Plenty of Minnesota businesses could use a property tax cut this year. But do they want one so badly that they are willing to take an average of $213 per year from low-income renters to get it?

That's the reverse Robin Hood funding mechanism that House Republicans have chosen for their version of the year's omnibus tax bill, sent to conference committee Wednesday night on a straight party-line vote.

The Senate's version, sent to the Senate floor by the Taxes Committee on Thursday, offers businesses a different reason to feel guilty. Its business tax breaks would be funded in the next year by drawing down the state's reserve fund, less than a month after that fund finally climbed back to its legally required level after four years of underfunding.

The Senate bill also authorizes DFL Gov. Mark Dayton to impose unilateral budget cuts to replace the reserve drawdown -- in effect, to "unallot." Previous Legislatures have resisted that kind of constitutionally questionable gubernatorial budget-cutting, not invited it.

Both bills are laden with business tax breaks, many of which have merit. For example, it's past time to end the burdensome requirement that businesses apply for a refund to get back sales taxes paid on tax-exempt capital equipment. And it makes sense to increase two proven tax credits, one for research and development investments and another for "angel" investments in new businesses.

Reducing the "state general levy" that applies to both businesses and seasonal/recreational homes is also defensible, on both competitiveness and fairness grounds. Business property taxes are high in Minnesota, and they are passed along to customers in higher prices and to workers in lower wages, both of which hit low- and middle-income people disproportionately hard.

But the state's coffers are not full enough to cover the rich election-year gift GOP legislators want to send to businesses. Both packages leave a hole in the state's still-feeble 2014-15 budget (see box, above right). That's so despite the objectionable means both bills employ to soften their damage to the state's bottom line.

The renters' credit cuts in the House bill are the more offensive. They brazenly take from the poor and give indiscriminately to bricks-and-mortar businesses, some of which are rich. Renters with incomes under $54,619 per year now qualify for the credit, which is the renters' version of the property tax refund program for low-income homeowners.

Under the bill, that income limit would go to $40,000 for seniors and disabled people and $25,000 for other renters. The share of rent attributed to property taxes would also shrink from 17 percent to 15 percent.

The upshot: 66,000 renters would lose the credit entirely, while 312,000 more -- 87,000 of them seniors or the disabled -- would see annual refunds cut by several hundred dollars per year. Nonsenior, nondisabled Minnesotans with incomes between $30,000 and $40,000 per year -- think recent graduates and working poor families -- would lose an average of $411 per year.

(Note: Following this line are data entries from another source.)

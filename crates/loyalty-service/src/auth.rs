//! Authentication: password hashing, session tokens and the `AuthUser`
//! extractor.

use std::sync::Arc;

use argon2::password_hash::rand_core::OsRng;
use argon2::password_hash::SaltString;
use argon2::{Argon2, PasswordHash, PasswordHasher, PasswordVerifier};
use async_trait::async_trait;
use axum::extract::FromRequestParts;
use axum::http::header::{AUTHORIZATION, COOKIE};
use axum::http::request::Parts;
use jsonwebtoken::{decode, encode, Algorithm, DecodingKey, EncodingKey, Header, Validation};
use serde::{Deserialize, Serialize};

use loyalty_core::UserId;

use crate::error::ApiError;
use crate::state::AppState;

/// Cookie carrying the session token.
pub const SESSION_COOKIE: &str = "session_token";

// ============================================================================
// Passwords
// ============================================================================

/// Hash a password into an Argon2 PHC string.
///
/// Argon2 is CPU-bound, so the work runs on the blocking pool.
pub async fn hash_password(password: &str) -> Result<String, ApiError> {
    let password = password.to_owned();
    tokio::task::spawn_blocking(move || hash_password_blocking(&password))
        .await
        .map_err(|e| ApiError::Internal(format!("password hashing task failed: {e}")))?
}

/// Check a password against a stored PHC string on the blocking pool.
pub async fn verify_password(password: &str, hash: &str) -> Result<bool, ApiError> {
    let (password, hash) = (password.to_owned(), hash.to_owned());
    tokio::task::spawn_blocking(move || verify_password_blocking(&password, &hash))
        .await
        .map_err(|e| ApiError::Internal(format!("password check task failed: {e}")))
}

fn hash_password_blocking(password: &str) -> Result<String, ApiError> {
    let salt = SaltString::generate(&mut OsRng);
    Argon2::default()
        .hash_password(password.as_bytes(), &salt)
        .map(|hash| hash.to_string())
        .map_err(|e| ApiError::Internal(format!("password hashing failed: {e}")))
}

fn verify_password_blocking(password: &str, hash: &str) -> bool {
    let Ok(parsed) = PasswordHash::new(hash) else {
        return false;
    };
    Argon2::default()
        .verify_password(password.as_bytes(), &parsed)
        .is_ok()
}

// ============================================================================
// Session Tokens
// ============================================================================

/// Session token claims.
#[derive(Debug, Clone, Serialize, Deserialize)]
pub struct SessionClaims {
    /// Subject (user ID).
    pub sub: String,
    /// Expiration time (unix seconds).
    pub exp: u64,
    /// Issued at (unix seconds).
    pub iat: u64,
}

/// HS256 keys for issuing and checking session tokens.
#[derive(Clone)]
pub struct SessionKeys {
    encoding: EncodingKey,
    decoding: DecodingKey,
    ttl_seconds: u64,
}

impl SessionKeys {
    /// Build keys from a shared secret.
    #[must_use]
    pub fn new(secret: &[u8], ttl_seconds: u64) -> Self {
        Self {
            encoding: EncodingKey::from_secret(secret),
            decoding: DecodingKey::from_secret(secret),
            ttl_seconds,
        }
    }

    /// Issue a token for `user_id`.
    pub fn issue(&self, user_id: &UserId) -> Result<String, ApiError> {
        let now = u64::try_from(chrono::Utc::now().timestamp()).unwrap_or_default();
        let claims = SessionClaims {
            sub: user_id.to_string(),
            exp: now + self.ttl_seconds,
            iat: now,
        };

        encode(&Header::new(Algorithm::HS256), &claims, &self.encoding)
            .map_err(|e| ApiError::Internal(format!("token signing failed: {e}")))
    }

    /// Check a token and return the user it was issued to.
    pub fn verify(&self, token: &str) -> Result<UserId, ApiError> {
        let mut validation = Validation::new(Algorithm::HS256);
        validation.leeway = 0;

        let data = decode::<SessionClaims>(token, &self.decoding, &validation).map_err(|e| {
            tracing::debug!(error = %e, "Session token rejected");
            ApiError::Unauthorized
        })?;

        data.claims
            .sub
            .parse::<UserId>()
            .map_err(|_| ApiError::Unauthorized)
    }

    /// `Set-Cookie` value carrying `token`.
    #[must_use]
    pub fn cookie(&self, token: &str) -> String {
        format!(
            "{SESSION_COOKIE}={token}; HttpOnly; Path=/; Max-Age={}; SameSite=Lax",
            self.ttl_seconds
        )
    }
}

impl std::fmt::Debug for SessionKeys {
    fn fmt(&self, f: &mut std::fmt::Formatter<'_>) -> std::fmt::Result {
        f.debug_struct("SessionKeys")
            .field("ttl_seconds", &self.ttl_seconds)
            .finish_non_exhaustive()
    }
}

// ============================================================================
// Extractor
// ============================================================================

/// An authenticated user, from a bearer token or the session cookie.
#[derive(Debug, Clone, Copy)]
pub struct AuthUser {
    /// The user ID.
    pub user_id: UserId,
}

#[async_trait]
impl FromRequestParts<Arc<AppState>> for AuthUser {
    type Rejection = ApiError;

    async fn from_request_parts(
        parts: &mut Parts,
        state: &Arc<AppState>,
    ) -> Result<Self, Self::Rejection> {
        let token = bearer_token(parts)
            .or_else(|| cookie_token(parts))
            .ok_or(ApiError::Unauthorized)?;

        let user_id = state.sessions.verify(token)?;

        // Tokens outlive a wiped store in tests and dev runs.
        if state.store.get_user(&user_id).await?.is_none() {
            return Err(ApiError::Unauthorized);
        }

        Ok(Self { user_id })
    }
}

fn bearer_token(parts: &Parts) -> Option<&str> {
    parts
        .headers
        .get(AUTHORIZATION)
        .and_then(|v| v.to_str().ok())
        .and_then(|v| v.strip_prefix("Bearer "))
        .map(str::trim)
        .filter(|t| !t.is_empty())
}

fn cookie_token(parts: &Parts) -> Option<&str> {
    parts
        .headers
        .get_all(COOKIE)
        .iter()
        .filter_map(|v| v.to_str().ok())
        .flat_map(|v| v.split(';'))
        .filter_map(|pair| pair.trim().split_once('='))
        .find(|(name, _)| *name == SESSION_COOKIE)
        .map(|(_, value)| value)
        .filter(|t| !t.is_empty())
}

#[cfg(test)]
mod tests {
    use std::sync::atomic::{AtomicBool, Ordering};

    use super::*;
    use axum::http::Request;

    fn parts_with(name: &str, value: &str) -> Parts {
        let (parts, ()) = Request::builder()
            .header(name, value)
            .body(())
            .unwrap()
            .into_parts();
        parts
    }

    #[tokio::test]
    async fn password_round_trip() {
        let hash = hash_password("hunter2").await.unwrap();
        assert!(hash.starts_with("$argon2"));
        assert!(verify_password("hunter2", &hash).await.unwrap());
        assert!(!verify_password("hunter3", &hash).await.unwrap());
        assert!(!verify_password("hunter2", "not-a-phc-string").await.unwrap());
    }

    #[tokio::test(flavor = "current_thread")]
    async fn hashing_does_not_hold_the_runtime_thread() {
        let other_ran = AtomicBool::new(false);

        let (hash, ()) = tokio::join!(
            async {
                let hash = hash_password("hunter2").await;
                // The sibling branch ran while the hash was computed off-thread.
                assert!(other_ran.load(Ordering::SeqCst));
                hash
            },
            async { other_ran.store(true, Ordering::SeqCst) },
        );
        let hash = hash.unwrap();

        let (verified, ()) = tokio::join!(
            async {
                let verified = verify_password("hunter2", &hash).await;
                assert!(other_ran.swap(false, Ordering::SeqCst));
                verified
            },
            async { other_ran.store(true, Ordering::SeqCst) },
        );
        assert!(verified.unwrap());
    }

    #[test]
    fn token_identifies_user() {
        let keys = SessionKeys::new(b"secret", 3600);
        let user_id = UserId::generate();

        let token = keys.issue(&user_id).unwrap();
        assert_eq!(keys.verify(&token).unwrap(), user_id);
    }

    #[test]
    fn token_from_other_secret_is_rejected() {
        let token = SessionKeys::new(b"one", 3600)
            .issue(&UserId::generate())
            .unwrap();
        assert!(SessionKeys::new(b"two", 3600).verify(&token).is_err());
    }

    #[test]
    fn expired_token_is_rejected() {
        let keys = SessionKeys::new(b"secret", 3600);
        let past = u64::try_from(chrono::Utc::now().timestamp()).unwrap() - 120;
        let claims = SessionClaims {
            sub: UserId::generate().to_string(),
            exp: past,
            iat: past - 3600,
        };
        let token = encode(&Header::default(), &claims, &keys.encoding).unwrap();
        assert!(keys.verify(&token).is_err());
    }

    #[test]
    fn token_is_read_from_bearer_header() {
        let parts = parts_with("authorization", "Bearer abc.def");
        assert_eq!(bearer_token(&parts), Some("abc.def"));

        let parts = parts_with("authorization", "Basic abc");
        assert_eq!(bearer_token(&parts), None);
    }

    #[test]
    fn token_is_read_from_cookie() {
        let parts = parts_with("cookie", "theme=dark; session_token=abc.def; lang=en");
        assert_eq!(cookie_token(&parts), Some("abc.def"));

        let parts = parts_with("cookie", "theme=dark");
        assert_eq!(cookie_token(&parts), None);
    }
}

GOP defenders say those who would lose the credit would benefit from the better economy the business tax breaks spur. But the breaks are too widely disseminated and unconditional to make that claim plausible.

House Republicans also argue that property taxes account for only 14 percent of average rents, not 17 percent. But state revenue officials say the GOP calculus predates sizable property tax increases this year, the result of the elimination of the market value homestead credit.

Both the bills would need substantial revision to pass muster with the governor. While Dayton has not uttered "veto" in connection with the bills, "neither has an acceptable funding mechanism," Revenue Commissioner Myron Frans said Wednesday.

Here's hoping lawmakers are up to that task. In their current form, these bills are too big for fiscal prudence and, in the House version, too harsh to the poor. But it would be a shame if none of their features became law.

In differing degrees, both Dayton and the House bill propose revenue-increasing changes in the taxation of corporations with foreign operations. The Senate bill includes modest increases in tobacco product taxes. Tax bill negotiators should look to those features for better fiscal support for the modest business tax relief that should become law this year.